▶ **TASK TO CARRY OUT**
Scan the records for "AuditEntry". Show the matching lines.

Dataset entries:
==============================

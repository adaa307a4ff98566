//! Goal service
//!
//! Manages savings goals: creation from the goal form, deletion, and
//! updates to the saved amount. Progress is never stored; it is read off
//! each goal with [`Goal::progress_percent`].

use crate::audit::{AuditEntry, Snapshot};
use crate::error::{FinbotError, FinbotResult};
use crate::models::{Goal, GoalForm, GoalId, Money};
use crate::storage::Storage;

use super::parse_money_field;

/// Service for savings goal management
pub struct GoalService<'a> {
    storage: &'a Storage,
}

impl<'a> GoalService<'a> {
    pub fn new(storage: &'a Storage) -> Self {
        Self { storage }
    }

    /// Create a goal from raw input
    ///
    /// A blank `saved_text` starts the goal at zero.
    pub fn add_goal(&self, name: &str, target_text: &str, saved_text: &str) -> FinbotResult<Goal> {
        let name = name.trim();
        if name.is_empty() {
            return Err(FinbotError::Validation("Goal name cannot be empty".into()));
        }
        let target = parse_money_field("target", target_text)?;
        let saved = if saved_text.trim().is_empty() {
            Money::zero()
        } else {
            parse_money_field("saved", saved_text)?
        };

        let goal = Goal::new(name, target, saved);
        goal.validate()
            .map_err(|e| FinbotError::Validation(e.to_string()))?;

        self.storage.goals.push(goal.clone())?;
        self.storage
            .record(AuditEntry::created(Snapshot::Goal(goal.clone())));

        Ok(goal)
    }

    /// Submit the goal form, clearing it on success
    pub fn submit_goal_form(&self, form: &mut GoalForm) -> FinbotResult<Goal> {
        let goal = self.add_goal(&form.name, &form.target, &form.saved)?;
        form.clear();
        Ok(goal)
    }

    /// Delete a goal; an unknown id is a no-op returning `None`
    pub fn delete_goal(&self, id: GoalId) -> FinbotResult<Option<Goal>> {
        let Some(removed) = self.storage.goals.remove(id)? else {
            return Ok(None);
        };
        self.storage
            .record(AuditEntry::deleted(Snapshot::Goal(removed.clone())));

        Ok(Some(removed))
    }

    /// Replace a goal's saved amount
    ///
    /// The amount is stored as given, even past the target or below zero.
    /// An unknown id changes nothing and returns `None`.
    pub fn update_saved(&self, id: GoalId, saved: Money) -> FinbotResult<Option<Goal>> {
        let Some((before, after)) = self.storage.goals.modify(id, |g| g.set_saved(saved))? else {
            return Ok(None);
        };
        self.storage.record(AuditEntry::updated(
            Snapshot::Goal(before),
            Snapshot::Goal(after.clone()),
        ));

        Ok(Some(after))
    }

    /// Update the saved amount from a text field
    ///
    /// Unparseable text counts as zero, matching an inline number field
    /// that has been cleared.
    pub fn update_saved_text(&self, id: GoalId, text: &str) -> FinbotResult<Option<Goal>> {
        let saved = Money::parse(text).unwrap_or_default();
        self.update_saved(id, saved)
    }

    /// All goals in insertion order
    pub fn list_goals(&self) -> FinbotResult<Vec<Goal>> {
        self.storage.goals.get_all()
    }

    /// Find a goal by full id, unique name, or id prefix
    pub fn resolve_goal(&self, identifier: &str) -> FinbotResult<Option<Goal>> {
        let identifier = identifier.trim();
        if identifier.is_empty() {
            return Ok(None);
        }

        if let Ok(id) = identifier.parse::<GoalId>() {
            return self.storage.goals.get(id);
        }

        let goals = self.storage.goals.get_all()?;
        let prefix = identifier
            .strip_prefix("goal-")
            .unwrap_or(identifier)
            .to_lowercase();

        let by_name: Vec<_> = goals
            .iter()
            .filter(|g| g.name.eq_ignore_ascii_case(identifier))
            .collect();
        let candidates = if !by_name.is_empty() {
            by_name
        } else if prefix.is_empty() {
            Vec::new()
        } else {
            goals
                .iter()
                .filter(|g| g.id.as_uuid().to_string().starts_with(&prefix))
                .collect()
        };

        match candidates.as_slice() {
            [] => Ok(None),
            [only] => Ok(Some((*only).clone())),
            _ => Err(FinbotError::Validation(format!(
                "'{}' matches more than one goal; use its id",
                identifier
            ))),
        }
    }
}

#[cfg(test)]
mod tests {
    use super::*;
    use crate::config::paths::FinbotPaths;
    use crate::storage::kv::test_support::RejectingStore;
    use std::sync::Arc;
    use tempfile::TempDir;

    fn create_test_storage() -> (TempDir, Storage) {
        let temp_dir = TempDir::new().unwrap();
        let paths = FinbotPaths::with_base_dir(temp_dir.path().to_path_buf());
        let mut storage = Storage::new(&paths).unwrap();
        storage.load_all().unwrap();
        (temp_dir, storage)
    }

    #[test]
    fn test_iphone_goal_progress() {
        let (_temp_dir, storage) = create_test_storage();
        let service = GoalService::new(&storage);

        let goal = service.add_goal("iPhone", "50000", "").unwrap();
        assert_eq!(goal.saved, Money::zero());
        assert_eq!(goal.progress_percent(), 0);

        let goal = service
            .update_saved(goal.id, Money::from_units(25000))
            .unwrap()
            .unwrap();
        assert_eq!(goal.progress_percent(), 50);
    }

    #[test]
    fn test_overshoot_is_stored_but_clamped() {
        let (_temp_dir, storage) = create_test_storage();
        let service = GoalService::new(&storage);
        let goal = service.add_goal("Trip", "100", "0").unwrap();

        let goal = service
            .update_saved(goal.id, Money::from_units(150))
            .unwrap()
            .unwrap();
        assert_eq!(goal.saved, Money::from_units(150));
        assert_eq!(goal.progress_percent(), 100);
    }

    #[test]
    fn test_add_goal_validation() {
        let (_temp_dir, storage) = create_test_storage();
        let service = GoalService::new(&storage);

        for (name, target, saved) in [
            ("", "100", "0"),
            ("Car", "", "0"),
            ("Car", "lots", "0"),
            ("Car", "0", "0"),
            ("Car", "-5", "0"),
            ("Car", "100", "some"),
        ] {
            assert!(service.add_goal(name, target, saved).unwrap_err().is_validation());
        }
        assert!(service.list_goals().unwrap().is_empty());
    }

    #[test]
    fn test_submit_form() {
        let (_temp_dir, storage) = create_test_storage();
        let service = GoalService::new(&storage);

        let mut form = GoalForm::new("Laptop", "80000", "1000");
        let goal = service.submit_goal_form(&mut form).unwrap();

        assert_eq!(goal.saved, Money::from_units(1000));
        assert_eq!(form, GoalForm::default());
    }

    #[test]
    fn test_update_saved_text_falls_back_to_zero() {
        let (_temp_dir, storage) = create_test_storage();
        let service = GoalService::new(&storage);
        let goal = service.add_goal("Bike", "200", "50").unwrap();

        let goal = service.update_saved_text(goal.id, "").unwrap().unwrap();
        assert_eq!(goal.saved, Money::zero());

        let goal = service.update_saved_text(goal.id, "12.5").unwrap().unwrap();
        assert_eq!(goal.saved, Money::from_cents(1250));
    }

    #[test]
    fn test_unknown_goal_is_noop() {
        let (_temp_dir, storage) = create_test_storage();
        let service = GoalService::new(&storage);
        service.add_goal("Bike", "200", "").unwrap();

        let missing = GoalId::new();
        assert!(service.update_saved(missing, Money::from_units(1)).unwrap().is_none());
        assert!(service.delete_goal(missing).unwrap().is_none());
        assert_eq!(service.list_goals().unwrap().len(), 1);
    }

    #[test]
    fn test_delete_goal() {
        let (_temp_dir, storage) = create_test_storage();
        let service = GoalService::new(&storage);
        let goal = service.add_goal("Bike", "200", "").unwrap();

        assert!(service.delete_goal(goal.id).unwrap().is_some());
        assert!(service.list_goals().unwrap().is_empty());
    }

    #[test]
    fn test_goals_survive_reload() {
        let temp_dir = TempDir::new().unwrap();
        let paths = FinbotPaths::with_base_dir(temp_dir.path().to_path_buf());
        let id = {
            let mut storage = Storage::new(&paths).unwrap();
            storage.load_all().unwrap();
            GoalService::new(&storage)
                .add_goal("iPhone", "50000", "25000")
                .unwrap()
                .id
        };

        let mut storage = Storage::new(&paths).unwrap();
        storage.load_all().unwrap();
        let goal = GoalService::new(&storage)
            .resolve_goal(&id.to_string())
            .unwrap()
            .unwrap();
        assert_eq!(goal.progress_percent(), 50);
    }

    #[test]
    fn test_resolve_goal_by_name() {
        let (_temp_dir, storage) = create_test_storage();
        let service = GoalService::new(&storage);
        let goal = service.add_goal("iPhone", "50000", "").unwrap();

        assert_eq!(service.resolve_goal("iphone").unwrap().map(|g| g.id), Some(goal.id));
        assert!(service.resolve_goal("Car").unwrap().is_none());
        assert!(service.resolve_goal("goal-").unwrap().is_none());
    }

    #[test]
    fn test_rejected_write_keeps_saved_amount() {
        let store = Arc::new(RejectingStore::default());
        let storage = Storage::with_store(store.clone());
        let service = GoalService::new(&storage);
        let goal = service.add_goal("Bike", "200", "50").unwrap();

        store.reject_writes(true);
        assert!(service.update_saved(goal.id, Money::from_units(80)).is_err());
        assert!(service.add_goal("Car", "100", "").is_err());

        assert_eq!(service.list_goals().unwrap(), vec![goal]);
    }

    #[test]
    fn test_goal_change_survives_audit_failure() {
        let (temp_dir, storage) = create_test_storage();
        std::fs::create_dir(temp_dir.path().join("audit.log")).unwrap();
        let service = GoalService::new(&storage);

        let goal = service.add_goal("Bike", "200", "").unwrap();
        service.update_saved(goal.id, Money::from_units(20)).unwrap();

        assert_eq!(service.list_goals().unwrap()[0].saved, Money::from_units(20));
        assert_eq!(storage.take_audit_failures().len(), 2);
    }
}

==============================

▶ **EXERCISE OUTPUT**
use crate::audit::{AuditEntry, Snapshot};
            .record(AuditEntry::created(Snapshot::Goal(goal.clone())));
            .record(AuditEntry::deleted(Snapshot::Goal(removed.clone())));
        self.storage.record(AuditEntry::updated(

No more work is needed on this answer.